Sub-theme 69: The Politics of Sharing: Opening Innovation, Enlightening Co-creation, Transforming Society?

Convenors:
Marie-Laure Salles
SciencesPo Paris, France
Stefan Haefliger
Cass Business School, London, United Kingdom
François-Xavier de Vaujany
Université Paris-Dauphine, France

Call for Papers


Peer-to-peer (or sharing) economy is becoming a major part of contemporary capitalism. In this context, phenomena that include ‘joint use’ and ‘mutuality’ become increasingly more visible in terms of value creation and capturing (Arnould & Rose, 2016; Faraj et al., 2016; Giudici et al., 2018). Contemporary incarnations of old relational phenomena (see Mauss, 1923) include work in online communities, co-production platforms, co-creation initiatives, open innovation, collaborative entrepreneurship, collaborative spaces and movements (i.e. co-workers, makers and hackers) and more (Gächter et al., 2010; Daskalaki et al, 2015). If mutuality and sharing become more explicit in contemporary business practices and contemporary societies, can governance actually keep up? Surprisingly, the politics and regulation of these phenomena are rarely covered by the literature in management and organization studies.
 
Yet, the orchestration and regulation of platforms, fab labs, open source communities and co-working spaces may require new modes of solidarity and forms of ‘togetherness’ or new corporate responsabilities (Djelic & Etchanchu, 2015). In other words, the changes induced by the development of these new forms of collaboration are more profound than often acknowledged. From then, various questions and concerns emerge: Do these new modes of governance resemble hierarchies or markets? Do these forms of togetherness evoke resource mobilization as described in the collective action literature (Melucci, 1996; Ostrom, 1998)? What theoretical tools are relevant to capture contemporary phenomena of network and community governance?
 
Further questions arise within the context of the ever-greater level of interconnectedness that underlies modern-day capitalism (Castells, 2013).

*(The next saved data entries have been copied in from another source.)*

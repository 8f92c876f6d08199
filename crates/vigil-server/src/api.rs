use crate::AppState;
use axum::{
    extract::{Path, Query, State},
    http::StatusCode,
    response::{IntoResponse, Response},
    routing::{get, post},
    Json, Router,
};
use serde::Deserialize;
use std::sync::Arc;
use vigil_types::{ResourceSnapshot, RunnerSnapshot, RuntimeSnapshot};

pub const MONITORING_PREFIX: &str = "/admin/monitoring";

const DEFAULT_ALERT_LIMIT: usize = 50;

#[derive(Debug, Deserialize)]
pub struct AlertsQuery {
    pub limit: Option<usize>,
}

pub fn create_router(state: Arc<AppState>) -> Router {
    let monitoring = Router::new()
        .route("/health", get(get_health))
        .route("/system", get(get_system))
        .route("/system/history", get(get_system_history))
        .route("/docker", get(get_docker))
        .route("/docker/history", get(get_docker_history))
        .route("/runners", get(get_runners))
        .route("/runners/history", get(get_runner_history))
        .route("/alerts", get(get_alerts))
        .route("/alerts/:id/acknowledge", post(acknowledge_alert))
        .route("/summary", get(get_summary));

    Router::new()
        .route("/healthz", get(|| async { "OK" }))
        .nest(MONITORING_PREFIX, monitoring)
        .with_state(state)
}

fn not_found(message: &str) -> Response {
    (
        StatusCode::NOT_FOUND,
        Json(serde_json::json!({ "error": message })),
    )
        .into_response()
}

async fn get_health(State(state): State<Arc<AppState>>) -> impl IntoResponse {
    Json(state.monitor.current_health().await)
}

async fn get_system(State(state): State<Arc<AppState>>) -> Response {
    match state.monitor.latest_resources() {
        Some(snapshot) => Json(snapshot.as_ref()).into_response(),
        None => not_found("no system metrics collected yet"),
    }
}

async fn get_system_history(State(state): State<Arc<AppState>>) -> Response {
    let history = state.monitor.resource_history();
    let items: Vec<&ResourceSnapshot> = history.iter().map(|s| s.as_ref()).collect();
    Json(items).into_response()
}

async fn get_docker(State(state): State<Arc<AppState>>) -> Response {
    match state.monitor.latest_runtime() {
        Some(snapshot) => Json(snapshot.as_ref()).into_response(),
        None => not_found("no docker status collected yet"),
    }
}

async fn get_docker_history(State(state): State<Arc<AppState>>) -> Response {
    let history = state.monitor.runtime_history();
    let items: Vec<&RuntimeSnapshot> = history.iter().map(|s| s.as_ref()).collect();
    Json(items).into_response()
}

async fn get_runners(State(state): State<Arc<AppState>>) -> Response {
    match state.monitor.latest_runners() {
        Some(snapshot) => Json(&snapshot.runners).into_response(),
        None => Json(Vec::<()>::new()).into_response(),
    }
}

async fn get_runner_history(State(state): State<Arc<AppState>>) -> Response {
    let history = state.monitor.runner_history();
    let items: Vec<&RunnerSnapshot> = history.iter().map(|s| s.as_ref()).collect();
    Json(items).into_response()
}

async fn get_alerts(
    State(state): State<Arc<AppState>>,
    Query(query): Query<AlertsQuery>,
) -> impl IntoResponse {
    let limit = query.limit.unwrap_or(DEFAULT_ALERT_LIMIT);
    Json(state.monitor.dispatcher().recent_alerts(limit).await)
}

async fn acknowledge_alert(
    State(state): State<Arc<AppState>>,
    Path(alert_id): Path<String>,
) -> impl IntoResponse {
    if state.monitor.dispatcher().acknowledge(&alert_id).await {
        (
            StatusCode::OK,
            Json(serde_json::json!({
                "success": true,
                "message": "Alert acknowledged",
            })),
        )
    } else {
        (
            StatusCode::NOT_FOUND,
            Json(serde_json::json!({
                "success": false,
                "message": format!("Alert not found: {}", alert_id),
            })),
        )
    }
}

async fn get_summary(State(state): State<Arc<AppState>>) -> impl IntoResponse {
    Json(state.monitor.summary().await)
}
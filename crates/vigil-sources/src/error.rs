use std::time::Duration;
use thiserror::Error;

/// 数据源错误，调度器据此跳过本次采集
#[derive(Error, Debug)]
pub enum SourceError {
    #[error("Container runtime error: {0}")]
    Runtime(#[from] bollard::errors::Error),

    #[error("HTTP request failed: {0}")]
    Http(#[from] reqwest::Error),

    #[error("Unexpected response status: {0}")]
    Status(u16),

    #[error("Sampling task failed: {0}")]
    Task(String),

    #[error("Timed out after {0:?}")]
    Timeout(Duration),

    #[error("Configuration error: {0}")]
    Config(String),
}

impl From<tokio::task::JoinError> for SourceError {
    fn from(err: tokio::task::JoinError) -> Self {
        SourceError::Task(err.to_string())
    }
}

In other words, what are the spatial consequences of these new collaborative actions? What are the implications of growing collaboration for the city? Can alternative forms of organizing (e.g. lateral collaboration, co-creation endeavours, etc.) conjure up new forms of governance for the city? What are the challenges underlying the governance of smart cities (see Meijer & Bolivar, 2015)? What is the role of digital semiosis and digital infrastructures in the societal transformations of the sharing economy (de Vaujany & Mitev, 2017)? All these questions led us to rethink the role of politics and governance with regards to collaborative spaces and invite us to reflect over the ethical inspirations of the aforementioned collaborative movements.
 
This sub-theme aims at exploring the political dimensions of the sharing economy, its global infrastructures, its underlying political structures, its materiality, its transformative effects for the city and its legitimacy structures. We take the phenomena of sharing and mutuality as starting points for asking questions to organization theory that include but point beyond the firm and its current special and social context of operation: online, urban, global, charitable or terrorist, parochial, destructive, utopian, etc. The material, spatial and temporal dimensions of sharing economy and its political or regulatory processes (Djelic & Sahlin-Andersson, 2012; de Vaujany et al., 2018) will be at the heart of this sub-theme.
 
We invite contributions that explore the following topics:

  • Global infrastructures, global platforms, global political effects?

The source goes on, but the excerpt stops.